Prevention of Alzheimer's Disease-associated Aβ Aggregation by Rationally Designed Nonpeptidic β-Sheet Ligands

A new concept is introduced for the rational design of β-sheet ligands, which prevent protein aggregation. Oligomeric acylated aminopyrazoles with a donor-acceptor-donor (DAD) hydrogen bond pattern complementary to that of a β-sheet efficiently block the solvent-exposed β-sheet portions in Aβ-(1–40) and thereby prevent formation of insoluble protein aggregates. Density gradient centrifugation revealed that in the initial phase, the size of Aβ aggregates was efficiently kept between the trimeric and 15-meric state, whereas after 5 days an additional high molecular weight fraction appeared. With fluorescence correlation spectroscopy (FCS) exactly those two, i.e. a dimeric aminopyrazole with an oxalyl spacer and a trimeric head-to-tail connected aminopyrazole, of nine similar aminopyrazole ligands were identified as efficient aggregation retardants whose minimum energy conformations showed a perfect complementarity to a β-sheet. The concentration dependence of the inhibitory effect of a trimeric aminopyrazole derivative allowed an estimation of the dissociation constant in the range of 10 –5 m . Finally, electrospray ionization mass spectrometry (ESI-MS) was used to determine the aggregation kinetics of Aβ-(1–40) in the absence and in the presence of the ligands.

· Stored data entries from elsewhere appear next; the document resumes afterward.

//! Provider configuration.
//!
//! All provider settings are read from environment variables once at startup
//! and carried in a [`ProviderConfig`]. Handlers never read the environment
//! directly; a missing required variable aborts startup with the variable
//! named in the error.

use std::path::PathBuf;

use crate::error::ProviderError;

/// Requested lifetime of the service-account grant assertion, in seconds.
pub const GRANT_LIFETIME_SECS: u64 = 3600;

/// Settings for the e-signature provider account and template.
#[derive(Debug, Clone)]
pub struct ProviderConfig {
    /// OAuth base URL, e.g. `https://account-d.docusign.com`.
    pub auth_base_url: String,
    /// REST API base path, e.g. `https://demo.docusign.net/restapi`.
    pub base_path: String,
    /// Provider account identifier.
    pub account_id: String,
    /// Reusable document template identifier.
    pub template_id: String,
    /// Integration (client) key, used as the grant issuer.
    pub integration_key: String,
    /// Impersonated service user, used as the grant subject.
    pub user_id: String,
    /// Identifier marking the signer as pre-authenticated for embedded signing.
    pub client_user_id: String,
    /// Path to the RSA private key that signs the grant assertion.
    pub private_key_path: PathBuf,
    /// Where the signing ceremony sends the browser when it completes.
    pub return_url: String,
}

impl ProviderConfig {
    /// Load configuration from environment variables.
    ///
    /// Environment variables:
    /// - `ESIGN_AUTH_BASE_URL` — OAuth base URL (required)
    /// - `ESIGN_BASE_PATH` — REST API base path (required)
    /// - `ESIGN_ACCOUNT_ID` — account identifier (required)
    /// - `ESIGN_TEMPLATE_ID` — template identifier (required)
    /// - `ESIGN_INTEGRATION_KEY` — integration key (required)
    /// - `ESIGN_USER_ID` — impersonated user id (required)
    /// - `ESIGN_CLIENT_USER_ID` — embedded-signing client user id (required)
    /// - `ESIGN_PRIVATE_KEY_PATH` — grant signing key (default: `private.key`)
    /// - `ESIGN_RETURN_URL` — post-signing return URL (required)
    pub fn from_env() -> Result<Self, ProviderError> {
        Ok(Self {
            auth_base_url: required("ESIGN_AUTH_BASE_URL")?,
            base_path: required("ESIGN_BASE_PATH")?,
            account_id: required("ESIGN_ACCOUNT_ID")?,
            template_id: required("ESIGN_TEMPLATE_ID")?,
            integration_key: required("ESIGN_INTEGRATION_KEY")?,
            user_id: required("ESIGN_USER_ID")?,
            client_user_id: required("ESIGN_CLIENT_USER_ID")?,
            private_key_path: std::env::var("ESIGN_PRIVATE_KEY_PATH")
                .unwrap_or_else(|_| "private.key".to_owned())
                .into(),
            return_url: required("ESIGN_RETURN_URL")?,
        })
    }

    /// Host name the grant assertion is addressed to (`aud` claim).
    ///
    /// The provider expects the bare OAuth host, without scheme or trailing
    /// slash.
    pub fn oauth_host(&self) -> &str {
        self.auth_base_url
            .trim_start_matches("https://")
            .trim_start_matches("http://")
            .trim_end_matches('/')
    }
}

fn required(name: &str) -> Result<String, ProviderError> {
    match std::env::var(name) {
        Ok(value) if !value.trim().is_empty() => Ok(value),
        _ => Err(ProviderError::Config(name.to_owned())),
    }
}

From the comparable decrease in Aβ monomer concentration, we conclude that these β-sheet ligands do not prevent the initial oligomerization of monomeric Aβ but rather block further aggregation of spontaneously formed small oligomers. Together with the results from density gradient centrifugation and fluorescence correlation spectroscopy it is now possible to restrict the approximate size of soluble Aβ aggregates formed in the presence of both inhibitors from 3- to 15-mers.